Greek Prime Minister Alexis Tsipras, whose country has been at the center of the region’s debt crisis and seen the arrival of hundreds of thousands of migrants, mostly from Turkey, over the a year ago said things can not continue as they are. Hollande and Merkel also admitted that unemployment levels remain high and noted the need to bolster growth and employment though increased investments.
The final statement from the summit, the Bratislava Statement, said that “although one country has made a decision to leave it, the European Union remains indispensable”. But Merkel also said she now accepted their argument for “flexible solidarity”, by which they could help in the migrant crisis in ways other than by taking refugees in.
The refugee emergency has been specifically divisive.
“Concerning the freedom of movement of workers and of persons. we are sticking to that position and this is not a game between prime ministers leaving and prime ministers remaining, this is about people in Europe”, Juncker said.
Hollande is trailing in the polls ahead of next May’s French presidential elections. Other EU nations committed extra equipment and personnel.
While the message from the European Union was that free movement of people in Europe would remain, the main item on the agenda was migration from outside the bloc.
Though Greece may have secured its euro future previous year after its third global bailout, it’s still struggling to deliver on its promises to creditors. But it is still struggling to deliver on its promises to creditors.
“I asked them not to do this anymore because the nation-states can not accept it”, he said.
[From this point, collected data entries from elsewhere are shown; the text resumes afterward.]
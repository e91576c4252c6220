// Copyright 2025 HEM Sp. z o.o.
//
// Licensed under the Apache License, Version 2.0 (the "License");
// you may not use this file except in compliance with the License.
// You may obtain a copy of the License at
//
//     http://www.apache.org/licenses/LICENSE-2.0
//
// Unless required by applicable law or agreed to in writing, software
// distributed under the License is distributed on an "AS IS" BASIS,
// WITHOUT WARRANTIES OR CONDITIONS OF ANY KIND, either express or implied.
// See the License for the specific language governing permissions and
// limitations under the License.

use anyhow::{anyhow, bail, Context, Result};
use log::{debug, info, warn};

use motion_camera_core::definitions::ImageSize;
use motion_camera_core::transfer::{ControlMessage, IsoMessage};
use motion_camera_core::usb::descriptor_utils::uncompressed_frame_sizes;
use motion_camera_core::usb::descriptors::{CONFIGURATION_DESCRIPTOR_ID, STREAMING_ENDPOINT_ADDRESS};
use motion_camera_core::usb::requests::{PayloadHeader, ProbeCommitControl, REQUEST_GET_DESCRIPTOR};
use motion_camera_core::{CaptureBackend, GuestMemory, HostMemory, MotionCamera, Transfer};

const MEMORY_BASE: u32 = 0x0010_0000;
const MEMORY_SIZE: usize = 0x0010_0000;
const CONTROL_DATA: u32 = MEMORY_BASE;
const ISO_DATA: u32 = MEMORY_BASE + 0x1000;
const CONFIGURATION_READ_LENGTH: u16 = 0x0400;
const COMMIT_FORMAT_INDEX: u8 = 2;

/// Rebuilds frames from isochronous payloads using the end-of-frame bit and frame id parity.
#[derive(Debug, Default)]
pub struct FrameAssembler {
    frame: Vec<u8>,
    frame_id: Option<bool>,
    dropped: usize,
}

impl FrameAssembler {
    pub fn new() -> Self {
        Self::default()
    }

    /// Frames discarded because their parity changed before an end-of-frame was seen.
    pub fn dropped(&self) -> usize {
        self.dropped
    }

    pub fn push_packet(&mut self, packet: &[u8]) -> Option<Vec<u8>> {
        let header = PayloadHeader::parse(packet)?;
        if self.frame_id.is_some_and(|frame_id| frame_id != header.frame_id()) && !self.frame.is_empty() {
            warn!("Frame id changed after {} bytes without end of frame", self.frame.len());
            self.frame.clear();
            self.dropped += 1;
        }
        self.frame_id = Some(header.frame_id());
        self.frame.extend_from_slice(&packet[header.length as usize..]);
        if header.end_of_frame() {
            return Some(std::mem::take(&mut self.frame));
        }
        None
    }
}

/// Plays the USB host: enumerates the camera, negotiates a format and pulls isochronous transfers.
pub struct SimulatedHost<B: CaptureBackend> {
    camera: MotionCamera<B>,
    memory: GuestMemory,
    assembler: FrameAssembler,
}

impl<B: CaptureBackend> SimulatedHost<B> {
    pub fn new(camera: MotionCamera<B>) -> Self {
        Self { camera, memory: GuestMemory::new(MEMORY_BASE, MEMORY_SIZE), assembler: FrameAssembler::new() }
    }

    pub fn camera(&self) -> &MotionCamera<B> {
        &self.camera
    }

    /// Reads every descriptor and checks the raw configuration against the structured one.
    pub fn enumerate(&mut self) -> Result<Vec<(u8, ImageSize)>> {
        self.camera.attach()?;
        let device = self.camera.device_descriptor();
        let (vendor_id, product_id) = (device.idVendor, device.idProduct);
        info!("Found camera {:04x}:{:04x}, id {:#x}", vendor_id, product_id, self.camera.id());

        let configuration = self
            .camera
            .configurations()
            .into_iter()
            .next()
            .ok_or_else(|| anyhow!("camera reports no configuration"))?;
        for interface in self.camera.interfaces(0) {
            let endpoints = self.camera.endpoints(0, interface.bInterfaceNumber, interface.bAlternateSetting);
            for endpoint in endpoints {
                let max_packet_size = endpoint.wMaxPacketSize;
                debug!(
                    "Interface {} alt {}: endpoint {:#04x} {:?} wMaxPacketSize={:#06x}",
                    interface.bInterfaceNumber, interface.bAlternateSetting, endpoint.bEndpointAddress,
                    endpoint.transfer_type(), max_packet_size
                );
            }
        }

        let message = ControlMessage {
            endpoint: 0,
            request_type: 0x80,
            request: REQUEST_GET_DESCRIPTOR,
            value: (CONFIGURATION_DESCRIPTOR_ID as u16) << 8,
            index: 0,
            length: CONFIGURATION_READ_LENGTH,
            data_address: CONTROL_DATA,
        };
        let completion = self.camera.submit_transfer(&Transfer::Control(message), &mut self.memory)?;
        let total_length = configuration.wTotalLength;
        if completion.length != total_length as usize {
            bail!("configuration read returned {} bytes, wTotalLength is {}", completion.length, total_length);
        }
        let raw = self
            .memory
            .range(CONTROL_DATA, completion.length)
            .context("configuration read buffer is not mapped")?;
        Ok(uncompressed_frame_sizes(raw))
    }

    pub fn commit(&mut self, frame_index: u8) -> Result<ImageSize> {
        let data = ProbeCommitControl {
            format_index: COMMIT_FORMAT_INDEX,
            frame_index,
            frame_interval: 666_666,
            ..Default::default()
        }
        .to_bytes();
        if !self.memory.write(CONTROL_DATA, &data) {
            bail!("unable to stage commit data");
        }
        let message = ControlMessage {
            endpoint: 0,
            request_type: 0x21,
            request: 0x01,
            value: 0x0200,
            index: 0x0001,
            length: data.len() as u16,
            data_address: CONTROL_DATA,
        };
        self.camera.submit_transfer(&Transfer::Control(message), &mut self.memory)?;
        Ok(self.camera.active_size())
    }

    /// Selects a streaming tier and returns the isochronous packet size it allows.
    pub fn start_streaming(&mut self, alt_setting: u8) -> Result<u16> {
        let endpoint = self
            .camera
            .endpoints(0, 1, alt_setting)
            .into_iter()
            .next()
            .ok_or_else(|| anyhow!("alt setting {} has no streaming endpoint", alt_setting))?;
        self.camera.set_alt_setting(alt_setting)?;
        Ok(endpoint.max_payload() as u16)
    }

    pub fn stop_streaming(&mut self) -> Result<()> {
        self.camera.set_alt_setting(0)?;
        self.camera.cancel_transfer(STREAMING_ENDPOINT_ADDRESS);
        Ok(())
    }

    /// Submits isochronous transfers, honoring each completion delay, until `frames` frames are complete.
    pub async fn receive_frames(&mut self, frames: usize, packets: u16, packet_size: u16) -> Result<Vec<Vec<u8>>> {
        let packet_sizes = vec![packet_size; packets as usize];
        let length = packet_sizes.iter().map(|size| *size as u32).sum();
        let transfer = Transfer::Isochronous(IsoMessage {
            endpoint: STREAMING_ENDPOINT_ADDRESS,
            length,
            data_address: ISO_DATA,
            packet_sizes,
        });

        let mut received = Vec::with_capacity(frames);
        while received.len() < frames {
            let completion = self.camera.submit_transfer(&transfer, &mut self.memory)?;
            tokio::time::sleep(completion.delay).await;
            if completion.length == 0 {
                bail!("camera is not streaming");
            }

            let mut offset = 0u32;
            for packet_length in completion.packet_lengths {
                let packet = self
                    .memory
                    .range(ISO_DATA + offset, packet_length as usize)
                    .context("isochronous packet is not mapped")?;
                if let Some(frame) = self.assembler.push_packet(packet) {
                    debug!("Frame {} complete, {} bytes", received.len(), frame.len());
                    received.push(frame);
                }
                offset += packet_length as u32;
            }
        }
        if self.assembler.dropped() > 0 {
            warn!("{} incomplete frames dropped", self.assembler.dropped());
        }
        Ok(received)
    }
}

#[cfg(test)]
mod tests {
    use super::*;
    use std::sync::Arc;
    use motion_camera_core::frame_source::test_pattern;
    use motion_camera_core::{EmulatorConfig, FrameSource, NoopCaptureBackend};

    fn host() -> SimulatedHost<NoopCaptureBackend> {
        // pacing is irrelevant here, the delay rounds down to zero
        let config = EmulatorConfig { frame_rate: 1000, ..Default::default() };
        let camera = MotionCamera::with_config(Arc::new(NoopCaptureBackend), FrameSource::new(config.initial_size), config)
            .unwrap();
        SimulatedHost::new(camera)
    }

    #[test]
    fn enumeration_finds_the_resolution_table() {
        let mut host = host();
        let frame_sizes = host.enumerate().unwrap();
        assert_eq!(frame_sizes.len(), 5);
        assert_eq!(frame_sizes[2], (3, ImageSize::new(160, 120)));
    }

    #[tokio::test]
    async fn streamed_frames_match_the_test_pattern() {
        let mut host = host();
        host.enumerate().unwrap();
        let size = host.commit(3).unwrap();
        assert_eq!(size, ImageSize::new(160, 120));

        let packet_size = host.start_streaming(6).unwrap();
        assert_eq!(packet_size, 3060);
        let frames = host.receive_frames(2, 8, packet_size).await.unwrap();
        host.stop_streaming().unwrap();

        assert_eq!(frames.len(), 2);
        for frame in frames {
            assert_eq!(frame, test_pattern(size));
        }
    }

    #[tokio::test]
    async fn receiving_while_idle_fails() {
        let mut host = host();
        assert!(host.receive_frames(1, 4, 1024).await.is_err());
    }

    #[test]
    fn assembler_drops_frames_without_end_of_frame() {
        let mut assembler = FrameAssembler::new();
        assert_eq!(assembler.push_packet(&[0x02, 0x80, 1, 2]), None);
        assert_eq!(assembler.push_packet(&[0x02, 0x83, 3, 4]), Some(vec![3, 4]));
        assert_eq!(assembler.dropped(), 1);
        assert_eq!(assembler.push_packet(&[0x02, 0x80, 5]), None);
        assert_eq!(assembler.push_packet(&[0x02, 0x82, 6]), Some(vec![5, 6]));
    }
}
// Copyright 2025 HEM Sp. z o.o.
//
// Licensed under the Apache License, Version 2.0 (the "License");
// you may not use this file except in compliance with the License.
// You may obtain a copy of the License at
//
//     http://www.apache.org/licenses/LICENSE-2.0
//
// Unless required by applicable law or agreed to in writing, software
// distributed under the License is distributed on an "AS IS" BASIS,
// WITHOUT WARRANTIES OR CONDITIONS OF ANY KIND, either express or implied.
// See the License for the specific language governing permissions and
// limitations under the License.

use std::time::Duration;
use crate::usb::requests::ControlSetup;

/// Access to the memory the bus framework shares with the device. Addresses are guest physical addresses.
pub trait HostMemory {
    fn range(&self, address: u32, length: usize) -> Option<&[u8]>;

    fn range_mut(&mut self, address: u32, length: usize) -> Option<&mut [u8]>;
}

/// Flat memory region mapped at `base`.
#[derive(Debug, Clone)]
pub struct GuestMemory {
    base: u32,
    bytes: Vec<u8>,
}

impl GuestMemory {
    pub fn new(base: u32, size: usize) -> Self {
        Self { base, bytes: vec![0u8; size] }
    }

    pub fn len(&self) -> usize {
        self.bytes.len()
    }

    pub fn is_empty(&self) -> bool {
        self.bytes.is_empty()
    }

    fn bounds(&self, address: u32, length: usize) -> Option<std::ops::Range<usize>> {
        let start = address.checked_sub(self.base)? as usize;
        let end = start.checked_add(length)?;
        (end <= self.bytes.len()).then_some(start..end)
    }

    /// Copies `data` in at `address`; used by the host side to stage setup data.
    pub fn write(&mut self, address: u32, data: &[u8]) -> bool {
        match self.range_mut(address, data.len()) {
            Some(range) => {
                range.copy_from_slice(data);
                true
            }
            None => false,
        }
    }
}

impl HostMemory for GuestMemory {
    fn range(&self, address: u32, length: usize) -> Option<&[u8]> {
        let bounds = self.bounds(address, length)?;
        Some(&self.bytes[bounds])
    }

    fn range_mut(&mut self, address: u32, length: usize) -> Option<&mut [u8]> {
        let bounds = self.bounds(address, length)?;
        Some(&mut self.bytes[bounds])
    }
}

#[derive(Debug, Clone, Copy, PartialEq, Eq)]
pub struct ControlMessage {
    pub endpoint: u8,
    pub request_type: u8,
    pub request: u8,
    pub value: u16,
    pub index: u16,
    /// `wLength`, the size of the data stage at `data_address`.
    pub length: u16,
    pub data_address: u32,
}

impl ControlMessage {
    pub fn setup(&self) -> ControlSetup {
        ControlSetup::new(self.request_type, self.request, self.value, self.index, self.length)
    }
}

#[derive(Debug, Clone, Copy, PartialEq, Eq)]
pub struct BulkMessage {
    pub endpoint: u8,
    pub length: u32,
    pub data_address: u32,
}

#[derive(Debug, Clone, Copy, PartialEq, Eq)]
pub struct InterruptMessage {
    pub endpoint: u8,
    pub length: u32,
    pub data_address: u32,
}

#[derive(Debug, Clone, PartialEq, Eq)]
pub struct IsoMessage {
    pub endpoint: u8,
    /// Size of the whole transfer buffer at `data_address`.
    pub length: u32,
    pub data_address: u32,
    /// Declared capacity of each packet.
    pub packet_sizes: Vec<u16>,
}

/// One transfer submitted to the device.
#[derive(Debug, Clone, PartialEq, Eq)]
pub enum Transfer {
    Control(ControlMessage),
    Bulk(BulkMessage),
    Interrupt(InterruptMessage),
    Isochronous(IsoMessage),
}

impl Transfer {
    pub fn endpoint(&self) -> u8 {
        match self {
            Transfer::Control(message) => message.endpoint,
            Transfer::Bulk(message) => message.endpoint,
            Transfer::Interrupt(message) => message.endpoint,
            Transfer::Isochronous(message) => message.endpoint,
        }
    }
}

/// What the bus framework reports back, and when.
#[derive(Debug, Clone, PartialEq, Eq)]
pub struct TransferCompletion {
    /// Bytes transferred; for isochronous transfers the sum of `packet_lengths`.
    pub length: usize,
    /// Bytes written per isochronous packet, empty for other transfer kinds.
    pub packet_lengths: Vec<u16>,
    /// Virtual delay after which the framework should complete the transfer.
    pub delay: Duration,
}

impl TransferCompletion {
    pub fn immediate(length: usize) -> Self {
        Self { length, packet_lengths: Vec::new(), delay: Duration::ZERO }
    }

    pub fn isochronous(packet_lengths: Vec<u16>, delay: Duration) -> Self {
        let length = packet_lengths.iter().map(|length| *length as usize).sum();
        Self { length, packet_lengths, delay }
    }
}
pub mod usb;
pub mod definitions;
pub mod capture;
pub mod config;
pub mod control;
pub mod device;
pub mod frame_source;
pub mod interface_state;
pub mod pixel_format;
pub mod streaming;
pub mod transfer;

pub use capture::{BroadcastCaptureBackend, CaptureBackend, CaptureEvent, NoopCaptureBackend};
pub use config::EmulatorConfig;
pub use definitions::ImageSize;
pub use device::MotionCamera;
pub use frame_source::FrameSource;
pub use transfer::{GuestMemory, HostMemory, Transfer, TransferCompletion};
pub use usb::errors::DeviceError;
// Copyright 2025 HEM Sp. z o.o.
//
// Licensed under the Apache License, Version 2.0 (the "License");
// you may not use this file except in compliance with the License.
// You may obtain a copy of the License at
//
//     http://www.apache.org/licenses/LICENSE-2.0
//
// Unless required by applicable law or agreed to in writing, software
// distributed under the License is distributed on an "AS IS" BASIS,
// WITHOUT WARRANTIES OR CONDITIONS OF ANY KIND, either express or implied.
// See the License for the specific language governing permissions and
// limitations under the License.

use std::sync::Arc;

use anyhow::{Context, Result};
use clap::Parser;
use log::{info, warn};

use motion_camera_core::definitions::size_for_frame_index;
use motion_camera_core::{BroadcastCaptureBackend, EmulatorConfig, FrameSource, MotionCamera};
use motion_camera_emulator::cli::{Cli, FrameSourceKind};
use motion_camera_emulator::logger::init_logger;
use motion_camera_emulator::{SimulatedHost, SyntheticCapture};

#[tokio::main]
async fn main() -> Result<()> {
    let cli = Cli::parse();
    init_logger(cli.log_level.into());

    let config = EmulatorConfig { frame_rate: cli.fps, ..Default::default() };
    let frame_source = FrameSource::new(config.initial_size);
    let backend = Arc::new(BroadcastCaptureBackend::new());

    let capture = match cli.source {
        FrameSourceKind::Synthetic => {
            Some(SyntheticCapture::new(backend.subscribe(), frame_source.clone(), cli.fps).run())
        }
        FrameSourceKind::Pattern => None,
    };

    let camera = MotionCamera::with_config(backend.clone(), frame_source, config)?;
    let mut host = SimulatedHost::new(camera);

    let frame_sizes = host.enumerate()?;
    info!("Camera offers {} uncompressed frame sizes", frame_sizes.len());
    let requested = size_for_frame_index(cli.frame_index).context("frame index out of range")?;
    let size = host.commit(cli.frame_index)?;
    if size != requested {
        warn!("Requested {} but camera is at {}", requested, size);
    }

    let packet_size = host.start_streaming(cli.alt_setting)?;
    info!("Streaming {} at alt setting {} ({} byte packets)", size, cli.alt_setting, packet_size);

    let started = tokio::time::Instant::now();
    let frames = tokio::select! {
        frames = host.receive_frames(cli.frames, cli.packets, packet_size) => frames?,
        _ = tokio::signal::ctrl_c() => {
            info!("Ctrl+C received, stopping stream");
            Vec::new()
        }
    };
    let elapsed = started.elapsed();
    host.stop_streaming()?;

    if !frames.is_empty() {
        info!(
            "Received {} frames of {} bytes in {:.2?} ({:.1} fps)",
            frames.len(),
            size.frame_len(),
            elapsed,
            frames.len() as f64 / elapsed.as_secs_f64()
        );
    }

    drop(host);
    if let Some(capture) = capture {
        capture.shutdown().await?;
    }
    info!("Exiting.");
    Ok(())
}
Speaking about his meeting with the PM, Mr Tusk told a summit press conference: “Prime Minister May was very open and honest with me”. How to deal with the euro’s problems remains divisive – on one-side pro-austerity countries led by Germany, on the other more socially-minded governments.
He said that without Germany imposing a firm ceiling on the number of immigrants it is willing to take in, a “suction effect” would continue to draw masses to Europe.
Dutch Prime Minister Mark Rutte, whose country was one of the EU’s founders, insisted internal quarrels were not new. When we started with six nations, they were there too.